▸ WORK TASK
Using the listing below, report all lines holding the word "Rust".

■ ■ ■

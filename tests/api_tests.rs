//! Integration tests for the HTTP routes.
//!
//! Requests go straight into the router with `tower::ServiceExt::oneshot`;
//! every test gets a fresh seeded store.

use axum::Router;
use axum::body::Body;
use axum::http::{Request, StatusCode, header};
use axum::response::Response;
use http_body_util::BodyExt;
use serde_json::{Value, json};
use std::sync::Arc;
use tempfile::TempDir;
use todo_list::store::{MemoryStore, TodoStore};
use todo_list::web::{AppState, build_router};
use tower::ServiceExt;

/// Helper to build a router over a fresh seeded store.
///
/// The static directory points at a path with no files so the embedded page is used.
fn setup() -> (Router, MemoryStore) {
    let store = MemoryStore::seeded();
    let state = AppState::new(Arc::new(store.clone()), "does-not-exist");
    (build_router(state), store)
}

async fn send(app: Router, request: Request<Body>) -> Response {
    app.oneshot(request).await.expect("router is infallible")
}

fn get(uri: &str) -> Request<Body> {
    Request::builder().uri(uri).body(Body::empty()).unwrap()
}

fn json_request(method: &str, uri: &str, body: Value) -> Request<Body> {
    Request::builder()
        .method(method)
        .uri(uri)
        .header(header::CONTENT_TYPE, "application/json")
        .body(Body::from(body.to_string()))
        .unwrap()
}

fn raw_json_request(method: &str, uri: &str, body: &'static str) -> Request<Body> {
    Request::builder()
        .method(method)
        .uri(uri)
        .header(header::CONTENT_TYPE, "application/json")
        .body(Body::from(body))
        .unwrap()
}

fn form_request(method: &str, uri: &str, body: &'static str) -> Request<Body> {
    Request::builder()
        .method(method)
        .uri(uri)
        .header(header::CONTENT_TYPE, "application/x-www-form-urlencoded")
        .body(Body::from(body))
        .unwrap()
}

async fn body_bytes(response: Response) -> Vec<u8> {
    response
        .into_body()
        .collect()
        .await
        .unwrap()
        .to_bytes()
        .to_vec()
}

async fn body_json(response: Response) -> Value {
    serde_json::from_slice(&body_bytes(response).await).unwrap()
}

async fn body_text(response: Response) -> String {
    String::from_utf8(body_bytes(response).await).unwrap()
}

mod json_api {
    use super::*;

    #[tokio::test]
    async fn list_returns_seed_records() {
        let (app, _) = setup();

        let response = send(app, get("/api/todos")).await;

        assert_eq!(response.status(), StatusCode::OK);
        let body = body_json(response).await;
        assert_eq!(body.as_array().unwrap().len(), 4);
        assert_eq!(
            body[0],
            json!({"id": 1, "text": "Learn Rust", "completed": true})
        );
    }

    #[tokio::test]
    async fn get_existing_record() {
        let (app, _) = setup();

        let response = send(app, get("/api/todos/3")).await;

        assert_eq!(response.status(), StatusCode::OK);
        assert_eq!(
            body_json(response).await,
            json!({"id": 3, "text": "Deploy to the cloud", "completed": false})
        );
    }

    #[tokio::test]
    async fn get_unknown_record_is_404() {
        let (app, _) = setup();

        let response = send(app, get("/api/todos/42")).await;

        assert_eq!(response.status(), StatusCode::NOT_FOUND);
        assert_eq!(body_json(response).await, json!({"error": "Todo not found"}));
    }

    #[tokio::test]
    async fn non_numeric_id_is_404() {
        let (app, _) = setup();

        let response = send(app, get("/api/todos/abc")).await;

        assert_eq!(response.status(), StatusCode::NOT_FOUND);
        assert_eq!(body_json(response).await, json!({"error": "Todo not found"}));
    }

    #[tokio::test]
    async fn create_returns_201_with_record() {
        let (app, store) = setup();

        let response = send(
            app,
            json_request("POST", "/api/todos", json!({"text": "  x  "})),
        )
        .await;

        assert_eq!(response.status(), StatusCode::CREATED);
        assert_eq!(
            body_json(response).await,
            json!({"id": 5, "text": "x", "completed": false})
        );
        assert_eq!(store.len(), 5);
    }

    #[tokio::test]
    async fn create_without_text_is_400() {
        for body in [json!({}), json!({"text": ""}), json!({"text": "   "})] {
            let (app, store) = setup();

            let response = send(app, json_request("POST", "/api/todos", body)).await;

            assert_eq!(response.status(), StatusCode::BAD_REQUEST);
            assert_eq!(
                body_json(response).await,
                json!({"error": "Todo text is required"})
            );
            assert_eq!(store.len(), 4);
        }
    }

    #[tokio::test]
    async fn malformed_json_is_400() {
        let (app, store) = setup();

        let response = send(app, raw_json_request("POST", "/api/todos", "{not json")).await;

        assert_eq!(response.status(), StatusCode::BAD_REQUEST);
        assert!(body_json(response).await["error"].is_string());
        assert_eq!(store.len(), 4);
    }

    #[tokio::test]
    async fn update_completed_only() {
        let (app, store) = setup();

        let response = send(
            app,
            json_request("PUT", "/api/todos/3", json!({"completed": true})),
        )
        .await;

        assert_eq!(response.status(), StatusCode::OK);
        assert_eq!(
            body_json(response).await,
            json!({"id": 3, "text": "Deploy to the cloud", "completed": true})
        );
        assert!(!store.get(4).unwrap().completed);
    }

    #[tokio::test]
    async fn update_text_only_trims() {
        let (app, store) = setup();

        let response = send(
            app,
            json_request("PUT", "/api/todos/1", json!({"text": " Learn Rust well "})),
        )
        .await;

        assert_eq!(response.status(), StatusCode::OK);
        let todo = store.get(1).unwrap();
        assert_eq!(todo.text, "Learn Rust well");
        assert!(todo.completed);
    }

    #[tokio::test]
    async fn update_with_wrong_type_is_400() {
        let (app, store) = setup();

        let response = send(
            app,
            json_request("PUT", "/api/todos/3", json!({"completed": "yes"})),
        )
        .await;

        assert_eq!(response.status(), StatusCode::BAD_REQUEST);
        assert!(!store.get(3).unwrap().completed);
    }

    #[tokio::test]
    async fn update_unknown_is_404() {
        let (app, store) = setup();

        let response = send(
            app,
            json_request("PUT", "/api/todos/99", json!({"completed": true})),
        )
        .await;

        assert_eq!(response.status(), StatusCode::NOT_FOUND);
        assert_eq!(body_json(response).await, json!({"error": "Todo not found"}));
        assert_eq!(store.len(), 4);
    }

    #[tokio::test]
    async fn delete_returns_204_with_empty_body() {
        let (app, store) = setup();

        let request = Request::builder()
            .method("DELETE")
            .uri("/api/todos/2")
            .body(Body::empty())
            .unwrap();
        let response = send(app, request).await;

        assert_eq!(response.status(), StatusCode::NO_CONTENT);
        assert!(body_bytes(response).await.is_empty());
        assert_eq!(store.len(), 3);
        assert!(store.get(2).unwrap_err().is_not_found());
    }

    #[tokio::test]
    async fn delete_unknown_is_404() {
        let (app, _) = setup();

        let request = Request::builder()
            .method("DELETE")
            .uri("/api/todos/77")
            .body(Body::empty())
            .unwrap();
        let response = send(app, request).await;

        assert_eq!(response.status(), StatusCode::NOT_FOUND);
    }

    #[tokio::test]
    async fn health_check_returns_json() {
        let (app, _) = setup();

        let response = send(app, get("/api/health")).await;

        assert_eq!(response.status(), StatusCode::OK);
        assert_eq!(body_json(response).await["status"], "healthy");
    }
}

mod web_page {
    use super::*;

    #[tokio::test]
    async fn root_serves_embedded_page() {
        let (app, _) = setup();

        let response = send(app, get("/")).await;

        assert_eq!(response.status(), StatusCode::OK);
        assert!(body_text(response).await.contains(r#"id="todo-app""#));
    }

    #[tokio::test]
    async fn root_prefers_static_index() {
        let dir = TempDir::new().unwrap();
        std::fs::write(dir.path().join("index.html"), "<p>custom page</p>").unwrap();
        std::fs::write(dir.path().join("app.css"), "body{}").unwrap();
        let state = AppState::new(Arc::new(MemoryStore::seeded()), dir.path());
        let app = build_router(state);

        let response = send(app.clone(), get("/")).await;
        assert_eq!(body_text(response).await, "<p>custom page</p>");

        let response = send(app, get("/app.css")).await;
        assert_eq!(response.status(), StatusCode::OK);
        assert_eq!(body_text(response).await, "body{}");
    }

    #[tokio::test]
    async fn missing_asset_is_404() {
        let (app, _) = setup();

        let response = send(app, get("/nope.js")).await;

        assert_eq!(response.status(), StatusCode::NOT_FOUND);
    }

    #[tokio::test]
    async fn list_fragment_applies_filter() {
        let (app, _) = setup();

        let response = send(app, get("/ui/todos?filter=active")).await;

        assert_eq!(response.status(), StatusCode::OK);
        let html = body_text(response).await;
        assert!(html.contains("todo-3"));
        assert!(html.contains("todo-4"));
        assert!(!html.contains("todo-1"));
        assert!(html.contains(r#"<span class="stat-value" id="totalCount">4</span>"#));
    }

    #[tokio::test]
    async fn add_form_creates_and_notifies() {
        let (app, store) = setup();

        let response = send(
            app,
            form_request("POST", "/ui/todos", "text=%3Cb%3Ebold%3C%2Fb%3E"),
        )
        .await;

        let html = body_text(response).await;
        assert_eq!(store.get(5).unwrap().text, "<b>bold</b>");
        assert!(html.contains("&lt;b&gt;bold&lt;/b&gt;"));
        assert!(html.contains(r#"class="notification success""#));
    }

    #[tokio::test]
    async fn add_form_with_blank_text_warns() {
        let (app, store) = setup();

        let response = send(app, form_request("POST", "/ui/todos", "text=+++")).await;

        assert!(body_text(response).await.contains("notification warning"));
        assert_eq!(store.len(), 4);
    }

    #[tokio::test]
    async fn toggle_flips_completed() {
        let (app, store) = setup();

        let response = send(app, form_request("POST", "/ui/todos/3/toggle", "")).await;

        assert!(body_text(response).await.contains("Marked as completed"));
        assert!(store.get(3).unwrap().completed);
    }

    #[tokio::test]
    async fn toggle_unknown_shows_error() {
        let (app, _) = setup();

        let response = send(app, form_request("POST", "/ui/todos/99/toggle", "")).await;

        assert_eq!(response.status(), StatusCode::OK);
        assert!(body_text(response).await.contains("notification error"));
    }

    #[tokio::test]
    async fn edit_uses_prompt_header() {
        let (app, store) = setup();

        let request = Request::builder()
            .method("POST")
            .uri("/ui/todos/4/edit")
            .header("HX-Prompt", "  Add even more features ")
            .body(Body::empty())
            .unwrap();
        let response = send(app, request).await;

        assert!(body_text(response).await.contains("Todo updated"));
        assert_eq!(store.get(4).unwrap().text, "Add even more features");
    }

    #[tokio::test]
    async fn edit_without_prompt_answer_is_noop() {
        let (app, store) = setup();

        let response = send(app, form_request("POST", "/ui/todos/4/edit", "")).await;

        let html = body_text(response).await;
        assert!(!html.contains("notification"));
        assert_eq!(store.get(4).unwrap().text, "Add more features");
    }

    #[tokio::test]
    async fn delete_fragment_removes_record() {
        let (app, store) = setup();

        let request = Request::builder()
            .method("DELETE")
            .uri("/ui/todos/1?filter=completed")
            .body(Body::empty())
            .unwrap();
        let response = send(app, request).await;

        let html = body_text(response).await;
        assert!(html.contains("Todo deleted"));
        assert!(html.contains("todo-2"));
        assert!(!html.contains("todo-1"));
        assert_eq!(store.len(), 3);
    }

    #[tokio::test]
    async fn add_form_keeps_current_filter() {
        let (app, store) = setup();

        let response = send(
            app,
            form_request("POST", "/ui/todos", "text=new&filter=completed"),
        )
        .await;

        let html = body_text(response).await;
        assert_eq!(store.len(), 5);
        assert!(html.contains(r#"class="filter-btn active" data-filter="completed""#));
        assert!(html.contains(r#"name="filter" value="completed""#));
        assert!(!html.contains("todo-5"));
    }

    #[tokio::test]
    async fn edit_uses_form_answer() {
        let (app, store) = setup();

        let response = send(
            app,
            form_request("POST", "/ui/todos/3/edit?filter=active", "text=Deploy+to+production"),
        )
        .await;

        let html = body_text(response).await;
        assert!(html.contains("Todo updated"));
        assert!(html.contains(r#"data-text="Deploy to production""#));
        assert_eq!(store.get(3).unwrap().text, "Deploy to production");
    }
}

mod path_ids {
    use super::*;

    #[tokio::test]
    async fn ids_with_signs_or_suffixes_are_404() {
        for uri in ["/api/todos/+1", "/api/todos/1abc", "/api/todos/%201"] {
            let (app, _) = setup();

            let response = send(app, get(uri)).await;

            assert_eq!(response.status(), StatusCode::NOT_FOUND, "{uri}");
        }
    }
}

■ ■ ■

▸ EXPECTED ANSWER
            json!({"id": 1, "text": "Learn Rust", "completed": true})
            json_request("PUT", "/api/todos/1", json!({"text": " Learn Rust well "})),
        assert_eq!(todo.text, "Learn Rust well");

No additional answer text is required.